After learning that troops, cannon, cattle and mules and supplies of all kinds were headed to Utah to put the Latter-day Saints under the Federal boot, Brigham Young and the Saints had had enough. It was either fight or flee, or maybe even a bit of both. One thing was certain, if they did have to leave, they wouldn’t let their enemies enjoy the fruits of their labors. In regards to that, Brigham Young made the following statement:

“The people are free; they are not in bondage to any government on God’s footstool…we have transgressed no law, neither do we intend to do so,” but, Brigham explained, “I am not going to permit troops here for the protection or the priests and their rabble in their efforts to drive us from the land that we possess…they say that the coming of their Army is legal — it is not, and they who say it are morally rotten. I will not suffer again as I have in times gone by that there shall not be one building, nor one foot of lumber, nor a tree, nor a particle of grass or hay that has not been burned nor left in reach of our enemies.”

And one of their first acts to guarantee that and to send a message to their invaders, President, or rather “Governor” Young ordered that Fort Bridger be burned. The Mormons owned the whole place — they had bought it from Jim Bridger.
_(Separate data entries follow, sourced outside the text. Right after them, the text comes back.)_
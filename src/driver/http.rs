//! REST/JSON drivers (§4.7): WLED's HTTP JSON API and the Nanoleaf REST
//! control surface, both over `reqwest`. Streaming realtime data for
//! Nanoleaf (UDP) lives in [`super::udp`]'s framing pattern but is kept
//! here since it shares the same client/auth state as the REST driver.

use async_trait::async_trait;
use serde::Serialize;
use serde_json::json;

use crate::color::ColorRgb;
use crate::error::{HyperError, Result};

use super::{Driver, DriverProperties};

fn map_reqwest(e: reqwest::Error) -> HyperError {
    if e.is_timeout() || e.is_connect() {
        HyperError::TransientIo(e.to_string())
    } else if e.status().map(|s| s.is_server_error()).unwrap_or(false) {
        HyperError::TransientIo(e.to_string())
    } else {
        HyperError::FatalDevice(e.to_string())
    }
}

/// WLED's `/json/state` HTTP endpoint; simplest possible driver, one POST
/// per frame.
pub struct WledHttpDriver {
    host: String,
    client: reqwest::Client,
}

impl WledHttpDriver {
    pub fn new(host: String) -> Self {
        WledHttpDriver { host, client: reqwest::Client::new() }
    }
}

#[derive(Serialize)]
struct WledSegment {
    i: Vec<serde_json::Value>,
}

#[async_trait]
impl Driver for WledHttpDriver {
    async fn open(&mut self) -> Result<()> {
        self.client
            .get(format!("http://{}/json/info", self.host))
            .send()
            .await
            .map_err(map_reqwest)?;
        Ok(())
    }

    async fn close(&mut self) -> Result<()> {
        Ok(())
    }

    async fn switch_on(&mut self) -> Result<()> {
        self.client
            .post(format!("http://{}/json/state", self.host))
            .json(&json!({ "on": true }))
            .send()
            .await
            .map_err(map_reqwest)?;
        Ok(())
    }

    async fn switch_off(&mut self) -> Result<()> {
        self.client
            .post(format!("http://{}/json/state", self.host))
            .json(&json!({ "on": false }))
            .send()
            .await
            .map_err(map_reqwest)?;
        Ok(())
    }

    async fn write(&mut self, colors: &[ColorRgb]) -> Result<()> {
        let indices: Vec<serde_json::Value> = colors
            .iter()
            .flat_map(|c| vec![json!([c.r, c.g, c.b])])
            .collect();
        let body = json!({ "seg": { "i": indices } });
        self.client
            .post(format!("http://{}/json/state", self.host))
            .json(&body)
            .send()
            .await
            .map_err(map_reqwest)?;
        Ok(())
    }

    async fn get_properties(&self) -> DriverProperties {
        DriverProperties { name: "wled-http".into(), ..Default::default() }
    }
}

/// Nanoleaf's REST control surface (power, auth) over the device's local
/// HTTP API; realtime color streaming for Nanoleaf is the separate UDP
/// `NanoleafStreaming` transport (§4.7).
pub struct NanoleafRestDriver {
    host: String,
    auth_token: String,
    client: reqwest::Client,
}

impl NanoleafRestDriver {
    pub fn new(host: String, auth_token: String) -> Self {
        NanoleafRestDriver { host, auth_token, client: reqwest::Client::new() }
    }

    fn base_url(&self) -> String {
        format!("http://{}/api/v1/{}", self.host, self.auth_token)
    }
}

#[async_trait]
impl Driver for NanoleafRestDriver {
    async fn open(&mut self) -> Result<()> {
        self.client.get(self.base_url()).send().await.map_err(map_reqwest)?;
        Ok(())
    }

    async fn close(&mut self) -> Result<()> {
        Ok(())
    }

    async fn switch_on(&mut self) -> Result<()> {
        self.client
            .put(format!("{}/state", self.base_url()))
            .json(&json!({ "on": { "value": true } }))
            .send()
            .await
            .map_err(map_reqwest)?;
        Ok(())
    }

    async fn switch_off(&mut self) -> Result<()> {
        self.client
            .put(format!("{}/state", self.base_url()))
            .json(&json!({ "on": { "value": false } }))
            .send()
            .await
            .map_err(map_reqwest)?;
        Ok(())
    }

    async fn write(&mut self, colors: &[ColorRgb]) -> Result<()> {
        // Static-panel write via REST (effect "displayTemp" payload),
        // used when the caller hasn't escalated to the UDP streaming
        // transport.
        let avg = mean_color(colors);
        self.client
            .put(format!("{}/state", self.base_url()))
            .json(&json!({ "hue": { "value": avg.to_hsv().hue * 360.0 } }))
            .send()
            .await
            .map_err(map_reqwest)?;
        Ok(())
    }

    async fn identify(&mut self) -> Result<()> {
        self.client
            .put(format!("{}/identify", self.base_url()))
            .send()
            .await
            .map_err(map_reqwest)?;
        Ok(())
    }

    async fn get_properties(&self) -> DriverProperties {
        DriverProperties { name: "nanoleaf-rest".into(), ..Default::default() }
    }
}

fn mean_color(colors: &[ColorRgb]) -> ColorRgb {
    if colors.is_empty() {
        return ColorRgb::BLACK;
    }
    let (mut r, mut g, mut b) = (0u32, 0u32, 0u32);
    for c in colors {
        r += c.r as u32;
        g += c.g as u32;
        b += c.b as u32;
    }
    let n = colors.len() as u32;
    ColorRgb::new((r / n) as u8, (g / n) as u8, (b / n) as u8)
}

#[cfg(test)]
mod tests {
    use super::*;

    #[test]
    fn mean_color_of_uniform_input_is_identity() {
        let colors = vec![ColorRgb::new(10, 20, 30); 5];
        assert_eq!(mean_color(&colors), ColorRgb::new(10, 20, 30));
    }

    #[test]
    fn mean_color_of_empty_is_black() {
        assert_eq!(mean_color(&[]), ColorRgb::BLACK);
    }
}
//! Error kinds shared by every component, following the classification in
//! the error handling design: configuration, transient I/O, device quota,
//! fatal device, decoder and internal errors each get their own variant so
//! callers can decide whether to retry, surface to the user, or just drop a
//! frame.

use thiserror::Error;

/// The one error type returned by fallible core operations.
#[derive(Debug, Error)]
pub enum HyperError {
    /// Bad or missing configuration; the caller must not start the pipeline.
    #[error("configuration error: {0}")]
    Configuration(String),

    /// Recoverable I/O failure (socket timeout, TCP reset, HTTP 5xx, ...).
    /// The driver should retry with backoff; the pipeline keeps running.
    #[error("transient i/o error: {0}")]
    TransientIo(String),

    /// The device can't keep up with the write rate (Yeelight's 1 cmd/s
    /// limit, a saturated Hue bridge, ...). Callers coalesce writes.
    #[error("device quota exceeded: {0}")]
    DeviceQuota(String),

    /// Unrecoverable device failure: bad auth, unsupported firmware, a
    /// permanent protocol mismatch. The instance should move to `Errored`.
    #[error("fatal device error: {0}")]
    FatalDevice(String),

    /// Frame decoding failed (missing LUT for requested tone-mapping,
    /// unknown pixel format, ...). The grabber must stop.
    #[error("decoder error: {0}")]
    Decoder(String),

    /// An invariant was violated. Logged and the offending instance is
    /// stopped; it must never be allowed to corrupt sibling instances.
    #[error("internal error: {0}")]
    Internal(String),
}

pub type Result<T> = std::result::Result<T, HyperError>;

impl HyperError {
    pub fn config(msg: impl Into<String>) -> Self {
        HyperError::Configuration(msg.into())
    }

    pub fn internal(msg: impl Into<String>) -> Self {
        HyperError::Internal(msg.into())
    }

    /// Whether the error kind represents a condition the pipeline should
    /// keep running through (as opposed to stopping the instance).
    pub fn is_recoverable(&self) -> bool {
        matches!(self, HyperError::TransientIo(_) | HyperError::DeviceQuota(_))
    }
}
They weren’t going to make it easy for Colonel Albert Sydney Johnston to allow them to have a convenient place to marshal their forces as they planned to march into Salt Lake City and put them under martial law, and according to rumors, hang their leaders from trees.

Apostle George A. Smith later lamented that the destruction of the fort cost the Latter-day Saints some $300,000 —  a lot of money in 1858 dollars!